The paper suggests that if the connection between server virtualization and storage is ignored, the ROI of virtualization projects is actually reduced.

However, says the paper, if integrated, virtualization and storage management can reveal vast amounts of allocated but unused storage, this often translates into wasted resources on many levels.

And, considering most virtual storage infrastructures use high performance, highly reliable and expensive tier one storage, Crump says that the savings associated with identifying these wasted resources can be significant.

In one example cited in the paper, eight terabytes of storage allocated to a relatively small virtualized environment was identified as unused.

At a conservative estimate of $12,000 per terabyte of tier one storage, identifying eight terabytes of unused storage and reallocating it - or simply not unnecessarily purchasing more of it - immediately saved $96,000 for the company concerned.

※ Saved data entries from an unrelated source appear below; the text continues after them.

use async_trait::async_trait;
use criterion::{black_box, criterion_group, criterion_main, Criterion};
use utcp_runtime::{
    config::UtcpClientConfig,
    plugins::codemode::{CodeModeArgs, CodeModeUtcp},
    providers::base::{BaseProvider, Provider, ProviderType},
    repository::in_memory::InMemoryToolRepository,
    tag::tag_search::TagSearchStrategy,
    tools::{Tool, ToolInputOutputSchema},
    transports::{
        registry::register_communication_protocol,
        stream::{boxed_vec_stream, StreamResult},
        CommunicationProtocol,
    },
    UtcpClient, UtcpClientInterface,
};
use serde_json::{json, Value};
use std::{collections::HashMap, sync::Arc};
use tokio::runtime::Runtime;

// --- Mock Protocol for Benchmarking ---

#[derive(Debug)]
struct BenchmarkProtocol;

#[async_trait]
impl CommunicationProtocol for BenchmarkProtocol {
    fn name(&self) -> &'static str {
        "http_stream"
    }

    async fn register_tool_provider(&self, _prov: &dyn Provider) -> anyhow::Result<Vec<Tool>> {
        Ok(vec![
            Tool {
                name: "echo".to_string(),
                description: "Echo tool".to_string(),
                inputs: ToolInputOutputSchema {
                    type_: "object".to_string(),
                    properties: None,
                    required: None,
                    description: None,
                    title: None,
                    items: None,
                    enum_: None,
                    minimum: None,
                    maximum: None,
                    format: None,
                },
                outputs: ToolInputOutputSchema {
                    type_: "object".to_string(),
                    properties: None,
                    required: None,
                    description: None,
                    title: None,
                    items: None,
                    enum_: None,
                    minimum: None,
                    maximum: None,
                    format: None,
                },
                tags: vec![],
                average_response_size: None,
                provider: None,
            },
            Tool {
                name: "stream".to_string(),
                description: "Streaming tool".to_string(),
                inputs: ToolInputOutputSchema {
                    type_: "object".to_string(),
                    properties: None,
                    required: None,
                    description: None,
                    title: None,
                    items: None,
                    enum_: None,
                    minimum: None,
                    maximum: None,
                    format: None,
                },
                outputs: ToolInputOutputSchema {
                    type_: "object".to_string(),
                    properties: None,
                    required: None,
                    description: None,
                    title: None,
                    items: None,
                    enum_: None,
                    minimum: None,
                    maximum: None,
                    format: None,
                },
                tags: vec![],
                average_response_size: None,
                provider: None,
            },
        ])
    }

    async fn deregister_tool_provider(&self, _prov: &dyn Provider) -> anyhow::Result<()> {
        Ok(())
    }

    async fn call_tool(
        &self,
        _tool_name: &str,
        args: HashMap<String, Value>,
        _prov: &dyn Provider,
    ) -> anyhow::Result<Value> {
        // Simple echo
        Ok(json!(args))
    }

    async fn call_tool_stream(
        &self,
        _tool_name: &str,
        _args: HashMap<String, Value>,
        _prov: &dyn Provider,
    ) -> anyhow::Result<Box<dyn StreamResult>> {
        // Return a stream of 10 items
        let items: Vec<Value> = (0..10).map(|i| json!({"chunk": i})).collect();
        Ok(boxed_vec_stream(items))
    }
}

// --- Helper to setup client ---

async fn create_bench_client() -> Arc<UtcpClient> {
    // Register our benchmark protocol under "http_stream" to hijack it
    // We use HttpStream provider type because it maps to "http_stream" key
    register_communication_protocol("http_stream", Arc::new(BenchmarkProtocol));

    let config = UtcpClientConfig::new();
    let repo = Arc::new(InMemoryToolRepository::new());
    let search = Arc::new(TagSearchStrategy::new(repo.clone(), 1.0));
    let client = UtcpClient::create(config, repo, search).await.unwrap();

    // Register a provider that uses our hijacked protocol
    let provider = BaseProvider {
        name: "bench".to_string(),
        provider_type: ProviderType::HttpStream,
        auth: None,
        allowed_communication_protocols: vec!["http_stream".to_string()].into(),
    };

    client
        .register_tool_provider(Arc::new(provider))
        .await
        .unwrap();

    Arc::new(client)
}

// --- Benchmarks ---

fn bench_call_tool_comparison(c: &mut Criterion) {
    let rt = Runtime::new().unwrap();
    let mut group = c.benchmark_group("call_tool_comparison");

    // Setup client once
    let client = rt.block_on(create_bench_client());
    let codemode = CodeModeUtcp::new(client.clone());

    group.bench_function("native", |b| {
        b.to_async(&rt).iter(|| async {
            let mut args = HashMap::new();
            args.insert("msg".to_string(), json!("hello"));
            client
                .call_tool(black_box("bench.echo"), black_box(args))
                .await
                .unwrap()
        });
    });

    group.bench_function("codemode", |b| {
        let script = r#"call_tool("bench.echo", #{ "msg": "hello" })"#;
        b.to_async(&rt).iter(|| async {
            let args = CodeModeArgs {
                code: black_box(script.to_string()),
                timeout: Some(5000),
            };
            codemode.execute(black_box(args)).await.unwrap()
        });
    });

    group.finish();
}

fn bench_call_tool_stream_comparison(c: &mut Criterion) {
    let rt = Runtime::new().unwrap();
    let mut group = c.benchmark_group("call_tool_stream_comparison");

    let client = rt.block_on(create_bench_client());
    let codemode = CodeModeUtcp::new(client.clone());

    group.bench_function("native", |b| {
        b.to_async(&rt).iter(|| async {
            let args = HashMap::new();
            let mut stream = client
                .call_tool_stream(black_box("bench.stream"), black_box(args))
                .await
                .unwrap();

            // Consume the stream
            let mut count = 0;
            while let Ok(Some(_)) = stream.next().await {
                count += 1;
            }
            black_box(count)
        });
    });

    group.bench_function("codemode", |b| {
        // Rhai script to consume stream
        let script = r#"
            let stream = call_tool_stream("bench.stream", #{});
            stream.len()
        "#;
        b.to_async(&rt).iter(|| async {
            let args = CodeModeArgs {
                code: black_box(script.to_string()),
                timeout: Some(5000),
            };
            codemode.execute(black_box(args)).await.unwrap()
        });
    });

    group.finish();
}

fn bench_call_many_tools_comparison(c: &mut Criterion) {
    let rt = Runtime::new().unwrap();
    let mut group = c.benchmark_group("call_many_tools_comparison");

    let client = rt.block_on(create_bench_client());
    let codemode = CodeModeUtcp::new(client.clone());
    let tool_count = 50;

    group.bench_function("native", |b| {
        b.to_async(&rt).iter(|| async {
            for i in 0..tool_count {
                let mut args = HashMap::new();
                args.insert("msg".to_string(), json!(format!("hello {}", i)));
                client
                    .call_tool(black_box("bench.echo"), black_box(args))
                    .await
                    .unwrap();
            }
        });
    });

    group.bench_function("codemode", |b| {
        let script = format!(
            r#"
            for i in 0..{} {{
                call_tool("bench.echo", #{{ "msg": "hello " + i }});
            }}
        "#,
            tool_count
        );

        b.to_async(&rt).iter(|| async {
            let args = CodeModeArgs {
                code: black_box(script.clone()),
                timeout: Some(10000),
            };
            codemode.execute(black_box(args)).await.unwrap()
        });
    });

    group.finish();
}

criterion_group!(
    benches,
    bench_call_tool_comparison,
    bench_call_tool_stream_comparison,
    bench_call_many_tools_comparison,
);
criterion_main!(benches);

Crump's white paper is complemented by a free Redbooks paper from IBM entitled `PowerVM Virtualization Managing and Monitoring,' which looks at how IBM's approach of closely integrating virtualisation hardware and software can reap dividends in the corporate storage arena.

The PowerVM virtualization technology, in case you were wondering, is an overlay system that supports and manages the virtual environments on Power5-, Power5+ and Power6-based systems.

Available on most IBM System P., Power Systems and BladeCenter servers as optional extras - and supported by the AIX, IBM i, and Linux for Power operating systems - PowerVM is designed to allow companies to aggregate and manage resources using a consolidated, logical view.

According to IBM, the main benefits of deploying the technology allows users to cut their energy costs by the process of server consolidation, as well as a reducing the costs of existing infrastructures.

In use, PowerVM virtualization is billed as allowing enterprises to better manage the growth, complexity, and risk of their infrastructure by adopting a best practice approach to managing the virtualized storage environment.

Whilst the free-to-download 500-plus page paper looks at real-world examples of Power Systems and PowerVM platforms, the ideas it promotes apply to all virtualized storage systems.

By automating the process of virtualized storage systems management, the paper shows that significant savings can be made both directly and indirectly on a number of cost fronts.